### What is needed:
Copy out all of the entries exactly as they appear.

### Material shown:
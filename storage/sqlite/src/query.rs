use nestql::{FilterQuery, Literal, ModelDescriptor, Predicate, Schema, StorageError};
use rusqlite::types::Value;
use rusqlite::{params_from_iter, Connection};
use tracing::debug;

use crate::error::SqliteError;
use crate::sql_builder::{escape_identifier, SqlBuilder};
use crate::value::from_sql;

/// A filter over one model's table, rendered and executed against a borrowed connection.
pub struct SqliteQuery<'c> {
    conn: &'c Connection,
    schema: &'c Schema,
    model: String,
    predicates: Vec<Predicate>,
}

impl<'c> SqliteQuery<'c> {
    pub fn new(conn: &'c Connection, schema: &'c Schema, model: impl Into<String>) -> Self { Self { conn, schema, model: model.into(), predicates: Vec::new() } }

    /// Every pushed predicate, ANDed.
    pub fn predicate(&self) -> Predicate { Predicate::all(self.predicates.iter().cloned()) }

    pub fn to_sql(&self, columns: &[&str]) -> Result<(String, Vec<Value>), SqliteError> {
        Ok(SqlBuilder::new(self.schema).select(&self.model, columns, &self.predicate())?)
    }

    /// Primary keys of the matching rows, in key order.
    pub fn fetch_keys(&self) -> Result<Vec<Literal>, SqliteError> {
        let model = self.descriptor()?;
        let (mut sql, params) = self.to_sql(&[model.key()])?;
        sql.push_str(&format!(r#" ORDER BY t0."{}""#, escape_identifier(model.key())));
        self.query_column(&sql, &params)
    }

    pub fn count(&self) -> Result<usize, SqliteError> {
        let model = self.descriptor()?;
        let (sql, params) = self.to_sql(&[model.key()])?;
        let sql = format!("SELECT COUNT(*) FROM ({sql})");
        debug!(%sql, "counting rows");
        let count: i64 = self.conn.query_row(&sql, params_from_iter(params.iter()), |row| row.get(0))?;
        Ok(usize::try_from(count).unwrap_or_default())
    }

    fn descriptor(&self) -> Result<&'c ModelDescriptor, SqliteError> { self.schema.model(&self.model).ok_or_else(|| SqliteError::UnknownModel(self.model.clone())) }

    fn query_column(&self, sql: &str, params: &[Value]) -> Result<Vec<Literal>, SqliteError> {
        debug!(%sql, params = params.len(), "executing query");
        let mut stmt = self.conn.prepare(sql)?;
        let rows = stmt.query_map(params_from_iter(params.iter()), |row| row.get::<_, Value>(0))?;
        let values: Result<Vec<Literal>, rusqlite::Error> = rows.map(|row| row.map(from_sql)).collect();
        Ok(values?)
    }
}

impl FilterQuery for SqliteQuery<'_> {
    fn model(&self) -> &str { &self.model }

    fn push(&mut self, predicate: Predicate) {
        debug!(model = %self.model, ?predicate, "adding predicate");
        self.predicates.push(predicate);
    }

    fn predicates(&self) -> &[Predicate] { &self.predicates }

    fn distinct_values(&self, model: &ModelDescriptor, column: &str) -> Result<Vec<Literal>, StorageError> {
        let column = escape_identifier(column);
        let sql = format!(r#"SELECT DISTINCT "{column}" FROM "{}" ORDER BY "{column}""#, escape_identifier(model.table()));
        Ok(self.query_column(&sql, &[])?)
    }
}
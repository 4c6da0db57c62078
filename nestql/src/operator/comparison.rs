use super::{require_values, Operator, EQC};
use crate::ast::{Collation, ComparisonOperator, Literal, Predicate};
use crate::error::ValidationError;

/// Plain binary comparison. Several values are ANDed: `{$gt: [1, 3]}` means `> 1 AND > 3`.
pub struct Compare {
    token: &'static str,
    operator: ComparisonOperator,
}

impl Compare {
    pub const fn new(token: &'static str, operator: ComparisonOperator) -> Self { Self { token, operator } }
}

impl Operator for Compare {
    fn token(&self) -> &str { self.token }

    fn build(&self, column: &str, values: &[Literal]) -> Result<Predicate, ValidationError> {
        let values = require_values(self.token, values)?;
        Ok(Predicate::all(values.iter().map(|value| Predicate::compare(column, self.operator, value.clone()))))
    }
}

/// Equality that ignores the column collation and compares bytes exactly.
pub struct CaseSensitiveEqual;

impl Operator for CaseSensitiveEqual {
    fn token(&self) -> &str { EQC }

    fn build(&self, column: &str, values: &[Literal]) -> Result<Predicate, ValidationError> {
        let values = require_values(EQC, values)?;
        Ok(Predicate::all(values.iter().map(|value| Predicate::Comparison {
            column: column.to_string(),
            operator: ComparisonOperator::Equal,
            value: value.clone(),
            collation: Collation::Binary,
        })))
    }
}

### Answer area:
filename storage/sqlite/src/query.rs
use nestql::{FilterQuery, Literal, ModelDescriptor, Predicate, Schema, StorageError};
use rusqlite::types::Value;
use rusqlite::{params_from_iter, Connection};
use tracing::debug;

use crate::error::SqliteError;
use crate::sql_builder::{escape_identifier, SqlBuilder};
use crate::value::from_sql;

/// A filter over one model's table, rendered and executed against a borrowed connection.
pub struct SqliteQuery<'c> {
    conn: &'c Connection,
    schema: &'c Schema,
    model: String,
    predicates: Vec<Predicate>,
}

impl<'c> SqliteQuery<'c> {
    pub fn new(conn: &'c Connection, schema: &'c Schema, model: impl Into<String>) -> Self { Self { conn, schema, model: model.into(), predicates: Vec::new() } }

    /// Every pushed predicate, ANDed.
    pub fn predicate(&self) -> Predicate { Predicate::all(self.predicates.iter().cloned()) }

    pub fn to_sql(&self, columns: &[&str]) -> Result<(String, Vec<Value>), SqliteError> {
        Ok(SqlBuilder::new(self.schema).select(&self.model, columns, &self.predicate())?)
    }

    /// Primary keys of the matching rows, in key order.
    pub fn fetch_keys(&self) -> Result<Vec<Literal>, SqliteError> {
        let model = self.descriptor()?;
        let (mut sql, params) = self.to_sql(&[model.key()])?;
        sql.push_str(&format!(r#" ORDER BY t0."{}""#, escape_identifier(model.key())));
        self.query_column(&sql, &params)
    }

    pub fn count(&self) -> Result<usize, SqliteError> {
        let model = self.descriptor()?;
        let (sql, params) = self.to_sql(&[model.key()])?;
        let sql = format!("SELECT COUNT(*) FROM ({sql})");
        debug!(%sql, "counting rows");
        let count: i64 = self.conn.query_row(&sql, params_from_iter(params.iter()), |row| row.get(0))?;
        Ok(usize::try_from(count).unwrap_or_default())
    }

    fn descriptor(&self) -> Result<&'c ModelDescriptor, SqliteError> { self.schema.model(&self.model).ok_or_else(|| SqliteError::UnknownModel(self.model.clone())) }

    fn query_column(&self, sql: &str, params: &[Value]) -> Result<Vec<Literal>, SqliteError> {
        debug!(%sql, params = params.len(), "executing query");
        let mut stmt = self.conn.prepare(sql)?;
        let rows = stmt.query_map(params_from_iter(params.iter()), |row| row.get::<_, Value>(0))?;
        let values: Result<Vec<Literal>, rusqlite::Error> = rows.map(|row| row.map(from_sql)).collect();
        Ok(values?)
    }
}

impl FilterQuery for SqliteQuery<'_> {
    fn model(&self) -> &str { &self.model }

    fn push(&mut self, predicate: Predicate) {
        debug!(model = %self.model, ?predicate, "adding predicate");
        self.predicates.push(predicate);
    }

    fn predicates(&self) -> &[Predicate] { &self.predicates }

    fn distinct_values(&self, model: &ModelDescriptor, column: &str) -> Result<Vec<Literal>, StorageError> {
        let column = escape_identifier(column);
        let sql = format!(r#"SELECT DISTINCT "{column}" FROM "{}" ORDER BY "{column}""#, escape_identifier(model.table()));
        Ok(self.query_column(&sql, &[])?)
    }
}
repository 4c6da0db57c62078
filename nestql/src/operator/comparison.rs
use super::{require_values, Operator, EQC};
use crate::ast::{Collation, ComparisonOperator, Literal, Predicate};
use crate::error::ValidationError;

/// Plain binary comparison. Several values are ANDed: `{$gt: [1, 3]}` means `> 1 AND > 3`.
pub struct Compare {
    token: &'static str,
    operator: ComparisonOperator,
}

impl Compare {
    pub const fn new(token: &'static str, operator: ComparisonOperator) -> Self { Self { token, operator } }
}

impl Operator for Compare {
    fn token(&self) -> &str { self.token }

    fn build(&self, column: &str, values: &[Literal]) -> Result<Predicate, ValidationError> {
        let values = require_values(self.token, values)?;
        Ok(Predicate::all(values.iter().map(|value| Predicate::compare(column, self.operator, value.clone()))))
    }
}

/// Equality that ignores the column collation and compares bytes exactly.
pub struct CaseSensitiveEqual;

impl Operator for CaseSensitiveEqual {
    fn token(&self) -> &str { EQC }

    fn build(&self, column: &str, values: &[Literal]) -> Result<Predicate, ValidationError> {
        let values = require_values(EQC, values)?;
        Ok(Predicate::all(values.iter().map(|value| Predicate::Comparison {
            column: column.to_string(),
            operator: ComparisonOperator::Equal,
            value: value.clone(),
            collation: Collation::Binary,
        })))
    }
}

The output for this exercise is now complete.